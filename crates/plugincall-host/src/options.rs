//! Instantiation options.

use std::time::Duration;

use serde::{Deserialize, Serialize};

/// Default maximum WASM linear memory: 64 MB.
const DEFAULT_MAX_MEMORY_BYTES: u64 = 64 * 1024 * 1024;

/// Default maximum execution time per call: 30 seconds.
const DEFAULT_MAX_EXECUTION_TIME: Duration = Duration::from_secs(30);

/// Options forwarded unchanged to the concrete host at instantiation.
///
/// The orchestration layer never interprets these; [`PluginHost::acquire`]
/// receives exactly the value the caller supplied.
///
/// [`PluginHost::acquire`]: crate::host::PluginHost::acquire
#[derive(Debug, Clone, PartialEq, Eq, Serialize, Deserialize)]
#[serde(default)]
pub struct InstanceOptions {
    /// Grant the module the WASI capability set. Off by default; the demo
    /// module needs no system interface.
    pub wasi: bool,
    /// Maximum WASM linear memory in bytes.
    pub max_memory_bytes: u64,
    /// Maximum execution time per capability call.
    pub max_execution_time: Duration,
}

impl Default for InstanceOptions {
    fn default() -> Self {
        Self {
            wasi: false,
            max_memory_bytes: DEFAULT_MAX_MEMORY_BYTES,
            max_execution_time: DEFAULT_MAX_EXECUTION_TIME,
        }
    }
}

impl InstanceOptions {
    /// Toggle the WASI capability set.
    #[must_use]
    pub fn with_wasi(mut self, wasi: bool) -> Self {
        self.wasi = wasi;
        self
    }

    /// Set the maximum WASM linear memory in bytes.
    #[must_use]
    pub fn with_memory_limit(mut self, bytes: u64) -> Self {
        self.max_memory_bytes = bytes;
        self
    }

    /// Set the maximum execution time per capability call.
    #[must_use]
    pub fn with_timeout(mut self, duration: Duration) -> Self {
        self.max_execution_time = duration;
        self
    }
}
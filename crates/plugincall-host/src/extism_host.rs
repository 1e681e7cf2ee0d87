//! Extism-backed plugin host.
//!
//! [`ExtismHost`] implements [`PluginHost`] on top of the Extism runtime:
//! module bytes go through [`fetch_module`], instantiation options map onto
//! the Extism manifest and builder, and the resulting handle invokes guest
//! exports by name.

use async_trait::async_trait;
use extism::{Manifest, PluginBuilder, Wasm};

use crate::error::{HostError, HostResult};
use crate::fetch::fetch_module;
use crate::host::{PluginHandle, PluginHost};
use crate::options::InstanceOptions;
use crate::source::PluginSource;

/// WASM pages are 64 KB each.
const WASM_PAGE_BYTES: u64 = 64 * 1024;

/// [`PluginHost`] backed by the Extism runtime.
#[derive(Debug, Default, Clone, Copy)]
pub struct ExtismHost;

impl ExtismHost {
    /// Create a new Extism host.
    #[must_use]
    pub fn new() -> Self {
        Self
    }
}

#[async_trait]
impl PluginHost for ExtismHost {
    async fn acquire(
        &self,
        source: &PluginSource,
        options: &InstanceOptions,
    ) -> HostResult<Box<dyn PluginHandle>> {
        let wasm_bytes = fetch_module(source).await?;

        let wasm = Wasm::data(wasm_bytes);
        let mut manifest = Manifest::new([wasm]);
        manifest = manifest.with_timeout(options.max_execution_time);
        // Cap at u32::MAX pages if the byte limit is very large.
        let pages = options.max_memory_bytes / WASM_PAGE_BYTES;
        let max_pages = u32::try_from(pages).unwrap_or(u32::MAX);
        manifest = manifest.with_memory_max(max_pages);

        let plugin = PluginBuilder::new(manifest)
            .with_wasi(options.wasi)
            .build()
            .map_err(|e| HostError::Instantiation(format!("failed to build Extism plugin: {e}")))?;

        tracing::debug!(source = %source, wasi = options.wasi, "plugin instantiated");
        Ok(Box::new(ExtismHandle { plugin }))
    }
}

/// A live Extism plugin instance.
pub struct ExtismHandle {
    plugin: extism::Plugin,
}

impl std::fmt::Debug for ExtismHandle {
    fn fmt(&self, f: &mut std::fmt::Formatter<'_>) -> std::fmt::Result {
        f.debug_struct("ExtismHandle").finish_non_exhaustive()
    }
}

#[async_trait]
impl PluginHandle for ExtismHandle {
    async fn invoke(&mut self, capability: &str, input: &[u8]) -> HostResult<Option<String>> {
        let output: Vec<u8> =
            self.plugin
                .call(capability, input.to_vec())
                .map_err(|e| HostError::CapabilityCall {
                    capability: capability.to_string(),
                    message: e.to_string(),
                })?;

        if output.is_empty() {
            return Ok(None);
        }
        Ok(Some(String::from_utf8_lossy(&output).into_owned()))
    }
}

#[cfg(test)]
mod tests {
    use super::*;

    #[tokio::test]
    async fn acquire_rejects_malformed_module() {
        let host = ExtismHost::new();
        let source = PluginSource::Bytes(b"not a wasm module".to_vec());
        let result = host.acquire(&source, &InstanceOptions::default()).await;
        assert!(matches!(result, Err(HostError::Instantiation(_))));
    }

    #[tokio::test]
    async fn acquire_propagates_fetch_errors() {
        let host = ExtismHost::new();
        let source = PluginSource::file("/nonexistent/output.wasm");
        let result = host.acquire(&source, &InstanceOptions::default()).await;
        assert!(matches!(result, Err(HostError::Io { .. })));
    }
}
=====
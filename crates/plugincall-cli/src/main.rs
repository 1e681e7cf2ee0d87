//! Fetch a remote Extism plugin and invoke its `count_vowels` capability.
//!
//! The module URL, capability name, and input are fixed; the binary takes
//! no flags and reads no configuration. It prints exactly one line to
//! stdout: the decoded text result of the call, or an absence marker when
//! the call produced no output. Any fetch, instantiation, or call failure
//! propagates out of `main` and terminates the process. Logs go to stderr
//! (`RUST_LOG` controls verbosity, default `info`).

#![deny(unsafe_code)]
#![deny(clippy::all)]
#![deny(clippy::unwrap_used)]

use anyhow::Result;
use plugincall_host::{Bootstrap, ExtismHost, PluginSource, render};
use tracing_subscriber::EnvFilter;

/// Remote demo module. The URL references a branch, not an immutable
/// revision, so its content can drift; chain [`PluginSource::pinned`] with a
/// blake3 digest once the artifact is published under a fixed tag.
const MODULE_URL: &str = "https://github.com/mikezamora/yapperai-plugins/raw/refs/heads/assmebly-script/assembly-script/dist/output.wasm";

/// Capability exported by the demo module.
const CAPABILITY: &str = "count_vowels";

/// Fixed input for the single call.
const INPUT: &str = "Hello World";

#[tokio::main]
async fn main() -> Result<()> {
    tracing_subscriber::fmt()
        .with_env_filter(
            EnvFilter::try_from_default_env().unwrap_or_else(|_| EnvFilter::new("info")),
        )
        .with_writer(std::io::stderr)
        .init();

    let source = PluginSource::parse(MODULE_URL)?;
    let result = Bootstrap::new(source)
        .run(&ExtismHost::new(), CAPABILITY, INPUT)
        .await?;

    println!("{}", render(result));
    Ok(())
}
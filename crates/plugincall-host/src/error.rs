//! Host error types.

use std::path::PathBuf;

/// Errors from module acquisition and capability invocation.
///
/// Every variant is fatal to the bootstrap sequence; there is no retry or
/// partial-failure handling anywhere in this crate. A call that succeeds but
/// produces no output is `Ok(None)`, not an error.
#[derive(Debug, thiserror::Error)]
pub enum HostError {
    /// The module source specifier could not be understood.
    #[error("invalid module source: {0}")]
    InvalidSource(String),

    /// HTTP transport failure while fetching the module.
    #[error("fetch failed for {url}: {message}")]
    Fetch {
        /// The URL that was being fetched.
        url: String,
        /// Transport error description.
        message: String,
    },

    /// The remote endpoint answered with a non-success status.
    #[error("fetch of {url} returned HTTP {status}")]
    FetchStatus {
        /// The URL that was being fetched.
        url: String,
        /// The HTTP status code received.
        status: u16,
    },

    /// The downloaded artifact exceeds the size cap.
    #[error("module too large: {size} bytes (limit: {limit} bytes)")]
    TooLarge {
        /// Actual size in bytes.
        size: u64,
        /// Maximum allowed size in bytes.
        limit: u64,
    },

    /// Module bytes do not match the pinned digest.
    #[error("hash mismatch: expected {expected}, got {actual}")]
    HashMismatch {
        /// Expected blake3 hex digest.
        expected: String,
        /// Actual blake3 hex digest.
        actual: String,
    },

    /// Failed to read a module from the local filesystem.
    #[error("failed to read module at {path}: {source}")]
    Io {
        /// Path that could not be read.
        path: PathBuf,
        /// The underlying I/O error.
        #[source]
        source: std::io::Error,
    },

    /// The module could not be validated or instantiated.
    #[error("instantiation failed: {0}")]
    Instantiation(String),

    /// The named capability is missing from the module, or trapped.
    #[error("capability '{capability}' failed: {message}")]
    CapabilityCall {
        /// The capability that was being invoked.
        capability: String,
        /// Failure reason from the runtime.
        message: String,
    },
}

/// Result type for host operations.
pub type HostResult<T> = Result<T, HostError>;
=====
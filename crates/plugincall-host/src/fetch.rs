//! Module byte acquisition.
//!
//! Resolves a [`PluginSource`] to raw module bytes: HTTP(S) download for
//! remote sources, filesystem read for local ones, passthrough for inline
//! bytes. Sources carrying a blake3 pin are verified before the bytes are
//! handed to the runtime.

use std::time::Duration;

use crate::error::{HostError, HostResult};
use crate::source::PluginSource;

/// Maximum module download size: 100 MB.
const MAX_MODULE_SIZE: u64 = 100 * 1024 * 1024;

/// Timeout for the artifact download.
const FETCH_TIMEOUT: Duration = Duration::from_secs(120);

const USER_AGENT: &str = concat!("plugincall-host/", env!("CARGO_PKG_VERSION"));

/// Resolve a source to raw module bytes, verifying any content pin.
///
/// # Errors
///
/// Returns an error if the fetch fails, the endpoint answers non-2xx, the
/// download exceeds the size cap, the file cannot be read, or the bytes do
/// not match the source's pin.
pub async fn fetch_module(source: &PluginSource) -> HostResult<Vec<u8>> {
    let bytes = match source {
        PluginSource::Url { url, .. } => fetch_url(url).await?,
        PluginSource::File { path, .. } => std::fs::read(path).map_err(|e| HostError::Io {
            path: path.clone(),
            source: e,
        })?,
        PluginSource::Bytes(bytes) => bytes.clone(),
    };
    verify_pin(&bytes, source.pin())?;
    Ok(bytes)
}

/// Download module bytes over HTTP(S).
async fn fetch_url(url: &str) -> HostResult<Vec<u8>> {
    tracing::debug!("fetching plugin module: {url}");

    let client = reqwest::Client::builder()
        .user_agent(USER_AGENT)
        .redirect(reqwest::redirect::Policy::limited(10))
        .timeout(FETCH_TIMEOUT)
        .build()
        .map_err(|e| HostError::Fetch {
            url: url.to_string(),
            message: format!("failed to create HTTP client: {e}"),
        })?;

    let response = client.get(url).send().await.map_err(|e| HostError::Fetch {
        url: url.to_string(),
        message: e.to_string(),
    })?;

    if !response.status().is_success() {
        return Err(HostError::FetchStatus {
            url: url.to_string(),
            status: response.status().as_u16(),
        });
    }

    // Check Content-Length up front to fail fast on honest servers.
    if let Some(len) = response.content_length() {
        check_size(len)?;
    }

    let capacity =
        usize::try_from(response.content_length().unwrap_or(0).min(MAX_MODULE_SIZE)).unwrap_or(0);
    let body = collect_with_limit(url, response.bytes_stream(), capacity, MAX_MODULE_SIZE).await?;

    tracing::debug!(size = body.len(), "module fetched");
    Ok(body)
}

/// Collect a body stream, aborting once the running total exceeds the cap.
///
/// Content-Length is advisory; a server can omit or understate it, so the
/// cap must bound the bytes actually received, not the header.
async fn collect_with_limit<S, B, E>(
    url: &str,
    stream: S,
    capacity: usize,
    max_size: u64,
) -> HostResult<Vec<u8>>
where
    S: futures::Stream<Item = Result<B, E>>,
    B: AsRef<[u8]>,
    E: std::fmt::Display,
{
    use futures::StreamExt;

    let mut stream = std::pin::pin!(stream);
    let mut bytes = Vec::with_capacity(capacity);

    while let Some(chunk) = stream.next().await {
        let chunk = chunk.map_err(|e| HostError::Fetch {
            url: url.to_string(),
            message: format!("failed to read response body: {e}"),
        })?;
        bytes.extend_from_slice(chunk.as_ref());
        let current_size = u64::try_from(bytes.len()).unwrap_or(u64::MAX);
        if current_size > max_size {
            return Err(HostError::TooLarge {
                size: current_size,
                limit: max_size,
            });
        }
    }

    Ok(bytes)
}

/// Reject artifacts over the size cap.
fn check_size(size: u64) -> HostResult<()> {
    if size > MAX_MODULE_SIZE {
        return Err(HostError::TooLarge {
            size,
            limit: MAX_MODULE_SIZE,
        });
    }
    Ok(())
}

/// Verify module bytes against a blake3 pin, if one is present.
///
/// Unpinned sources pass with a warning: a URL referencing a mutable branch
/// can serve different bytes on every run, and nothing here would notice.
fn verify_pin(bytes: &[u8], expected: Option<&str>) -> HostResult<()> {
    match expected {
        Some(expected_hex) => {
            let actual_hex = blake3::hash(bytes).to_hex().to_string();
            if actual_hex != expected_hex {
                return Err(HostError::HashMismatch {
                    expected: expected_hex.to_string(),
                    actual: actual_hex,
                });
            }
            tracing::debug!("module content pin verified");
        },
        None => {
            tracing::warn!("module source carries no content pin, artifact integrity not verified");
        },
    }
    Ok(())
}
=====
**EXERCISE GOAL:**
With the string "PluginHost" as the key, filter the data above and show the lines that match.

**RESPONSE BOX:**
/// The orchestration layer never interprets these; [`PluginHost::acquire`]
/// [`PluginHost::acquire`]: crate::host::PluginHost::acquire
//! [`ExtismHost`] implements [`PluginHost`] on top of the Extism runtime:
use crate::host::{PluginHandle, PluginHost};
/// [`PluginHost`] backed by the Extism runtime.
impl PluginHost for ExtismHost {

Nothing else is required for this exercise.